◆ TASK OBJECTIVE
Search the records below for "signed"; copy each line that has it.

◆ RECORD EXTRACTS
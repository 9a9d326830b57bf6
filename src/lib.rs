//! MCP Gateway Auth & Discovery Plane
//!
//! Identity/authorization and tool-discovery plane for a Model Context
//! Protocol gateway: an OAuth 2.0 / OIDC façade in front of external
//! identity providers, a self-signed token service, a scope-based policy
//! engine, and a vector-search engine over the MCP tool/server catalog.
//!
//! # Components
//!
//! - **`oauth`** — identity provider adapters, the OAuth flow engine
//!   (Authorization Code + PKCE, Device Authorization Grant, dynamic client
//!   registration, refresh), and well-known metadata serving.
//! - **`key_server`** — the self-signed token service, scope & policy
//!   engine, and the `/validate` access-enforcement endpoint.
//! - **`discovery`** — the vector-search index, catalog sync, and query API.
//! - **`http`** — router assembly, middleware, graceful shutdown.
//! - **`config`** — layered `figment` configuration.
//! - **`cli`** — the `clap` entry point.

#![forbid(unsafe_code)]
#![warn(missing_docs)]

pub mod cli;
pub mod config;
pub mod discovery;
pub mod error;
pub mod http;
pub mod key_server;
pub mod oauth;
pub mod userstore;
pub mod wellknown;

pub use error::{Error, Result};

use tracing_subscriber::{EnvFilter, fmt, layer::SubscriberExt, util::SubscriberInitExt};

/// Setup tracing/logging.
pub fn setup_tracing(level: &str, format: Option<&str>) -> Result<()> {
    let filter = EnvFilter::try_from_default_env().unwrap_or_else(|_| EnvFilter::new(level));

    let subscriber = tracing_subscriber::registry().with(filter);

    match format {
        Some("json") => {
            subscriber.with(fmt::layer().json()).init();
        }
        _ => {
            subscriber.with(fmt::layer()).init();
        }
    }

    Ok(())
}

◆ TASK RESPONSE
//! identity providers, a self-signed token service, a scope-based policy
//! - **`key_server`** — the self-signed token service, scope & policy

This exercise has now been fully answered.